Jaguar is also offering Configurable Dynamics technology for customising throttle, steering and transmission setting on the E-Pace, while there will also be Active Driveline and Torque Vectoring for more a rear-wheel drive feel.
JAGUAR launched its new compact SUV E-Pace quite literally into the air tonight with a James Bond-style barrel roll in London's ExCel. It's a new compact performance SUV (Sports Utility Vehicle) which follows on from the firm's first ever SUV, the best-selling Jaguar F-Pace. Naturally, this jump was computer-modeled before it was attempted in real life, and Grant's E-Pace was fitted with a roll-cage, a racing seat, and a harness.
A small SUV, it is related to the larger F-Pace in the same way Jaguar's entry-level XE saloon auto is related to the XF.
The customers, Jaguar hopes, will be younger than average and as a result the E-Pace's price is lower too, starting at £28,500.
Sales of Jaguars are up 83 per cent year-on-year, driven largely by F-Pace.

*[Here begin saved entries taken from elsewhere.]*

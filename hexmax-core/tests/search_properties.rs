//! Integration tests for the minimax core
//!
//! Runs the full search over many seeded random boards and checks the
//! properties every search must keep: the board comes back untouched, every
//! node is scored, scores follow the min/max rule, and results are stable.

use hexmax_core::{
    neighbors, Board, Cell, Coord, DecisionTree, Minimax, NodeId, Player, SearchConfig,
    SearchError,
};
use rand::{Rng, SeedableRng};
use rand_chacha::ChaCha8Rng;
use std::io::Write;

// ============================================================================
// TEST FIXTURES
// ============================================================================

/// Small ragged board with at least one empty cell
fn random_board(rng: &mut ChaCha8Rng) -> Board {
    loop {
        let columns = rng.gen_range(1..=3);
        let codes: Vec<Vec<u8>> = (0..columns)
            .map(|_| {
                let height = rng.gen_range(1..=3);
                (0..height).map(|_| rng.gen_range(0..=2)).collect()
            })
            .collect();
        let board = Board::from_codes(codes).unwrap();
        if !board.is_full() {
            return board;
        }
    }
}

fn random_player(rng: &mut ChaCha8Rng) -> Player {
    if rng.gen_bool(0.5) {
        Player::One
    } else {
        Player::Two
    }
}

/// Check every inner node against the min/max rule, returning how many were checked
fn check_minimax_rule(tree: &DecisionTree, id: NodeId) -> usize {
    let node = tree.get(id);
    if node.is_terminal() {
        return 0;
    }

    let scores: Vec<i32> = node
        .children
        .iter()
        .map(|&child| tree.score(child).unwrap())
        .collect();
    let opponent_children = tree.get(node.children[0]).mover_is_opponent;
    let expected = if opponent_children {
        *scores.iter().max().unwrap()
    } else {
        *scores.iter().min().unwrap()
    };
    assert_eq!(tree.score(id).unwrap(), expected, "node {:?}", id);

    1 + node
        .children
        .iter()
        .map(|&child| check_minimax_rule(tree, child))
        .sum::<usize>()
}

// ============================================================================
// PROPERTY TESTS
// ============================================================================

#[test]
fn test_board_restored_after_search() {
    let mut rng = ChaCha8Rng::seed_from_u64(42);
    for _ in 0..200 {
        let mut board = random_board(&mut rng);
        let before = board.clone();
        let plies = rng.gen_range(0..=2);
        let player = random_player(&mut rng);

        Minimax::new(SearchConfig::default().with_plies(plies))
            .best_move(&mut board, player)
            .unwrap();

        assert_eq!(board, before);
    }
}

#[test]
fn test_every_node_scored() {
    let mut rng = ChaCha8Rng::seed_from_u64(7);
    for _ in 0..200 {
        let mut board = random_board(&mut rng);
        let plies = rng.gen_range(0..=3);
        let tree = Minimax::new(SearchConfig::default().with_plies(plies))
            .search(&mut board, random_player(&mut rng))
            .unwrap();

        assert!(tree.unresolved_nodes().is_empty());
    }
}

#[test]
fn test_scores_follow_minimax_rule() {
    let mut rng = ChaCha8Rng::seed_from_u64(1234);
    let mut checked = 0;
    for _ in 0..100 {
        let mut board = random_board(&mut rng);
        let tree = Minimax::new(SearchConfig::default().with_plies(2))
            .search(&mut board, random_player(&mut rng))
            .unwrap();

        checked += check_minimax_rule(&tree, tree.root());
    }
    assert!(checked >= 100);
}

#[test]
fn test_chosen_move_is_first_best_empty_cell() {
    let mut rng = ChaCha8Rng::seed_from_u64(99);
    for _ in 0..200 {
        let mut board = random_board(&mut rng);
        let plies = rng.gen_range(0..=2);
        let outcome = Minimax::new(SearchConfig::default().with_plies(plies))
            .best_move(&mut board, random_player(&mut rng))
            .unwrap();

        assert_eq!(board.cell(outcome.movement), Cell::Empty);
        let first_best = outcome
            .candidates
            .iter()
            .find(|(_, score)| *score == Some(outcome.score))
            .map(|(coord, _)| *coord);
        assert_eq!(first_best, Some(outcome.movement));
    }
}

#[test]
fn test_search_is_deterministic() {
    let mut rng = ChaCha8Rng::seed_from_u64(5);
    for _ in 0..50 {
        let mut board = random_board(&mut rng);
        let player = random_player(&mut rng);
        let minimax = Minimax::new(SearchConfig::default().with_plies(2));

        let first = minimax.best_move(&mut board, player).unwrap();
        let second = minimax.best_move(&mut board, player).unwrap();
        assert_eq!(first, second);
    }
}

#[test]
fn test_adjacency_bounds_on_random_boards() {
    let mut rng = ChaCha8Rng::seed_from_u64(11);
    for _ in 0..100 {
        let heights: Vec<usize> = (0..rng.gen_range(1..=12))
            .map(|_| rng.gen_range(1..=12))
            .collect();
        let board = Board::empty(&heights).unwrap();
        for (column, &height) in heights.iter().enumerate() {
            for line in 0..height {
                let here = Coord::new(column, line);
                let around = neighbors(&board, here);
                assert!(around.len() <= 6);
                assert!(!around.contains(&here));
                assert!(around.iter().all(|&c| board.contains(c)));
            }
        }
    }
}

// ============================================================================
// END-TO-END
// ============================================================================

#[test]
fn test_search_from_board_file() {
    let dir = tempfile::TempDir::new().expect("Failed to create temp dir");
    let path = dir.path().join("board.json");
    let mut file = std::fs::File::create(&path).unwrap();
    write!(file, "[[0, 0, 0]]").unwrap();

    let mut board = Board::load(&path).unwrap();
    let outcome = Minimax::new(SearchConfig::default().with_plies(0))
        .best_move(&mut board, Player::One)
        .unwrap();

    assert_eq!(outcome.movement, Coord::new(0, 1));
    assert_eq!(outcome.score, 20);
}

#[test]
fn test_full_board_has_no_move() {
    let mut board = Board::from_codes(vec![vec![1, 2, 1]]).unwrap();
    let result = Minimax::new(SearchConfig::default()).best_move(&mut board, Player::Two);
    assert_eq!(result, Err(SearchError::NoLegalMoves));
}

The D150 offers Carbon dioxide emissions of 124g/km (and 60.1mpg on the NEDC combined cycle), with the all-wheel drive version of this variant, as well as the D180 AWD at 132g/km for six-speed manuals. Jaguar sports vehicle DNA is also evident in the fast sweep of the roofline and the distinctive side window graphic.
Measuring in at 4395mm long, 1649mm tall and 1984mm wide, the E-PACE is just 7mm longer, 41mm taller than the Audi Q3 but a considerable 153mm wider. Inside, the E-PACE gets "grab handles" inspired by the F-Type - for when the passenger needs help coping with the mini-ute's sports-car handling. The latter will be available in the car's sporty, R-Dynamic trim.
The E-Pace sits on JLR's LR-MS platform which now underpins the Land Rover Discovery Sport and Range Rover Evoque. In Europe, it is either a 2.0-litre diesel producing 110kW, 132kW or 177kW depending on final spec, or a 2.0-litre petrol engine putting out 183kW or the range-topping 221kW.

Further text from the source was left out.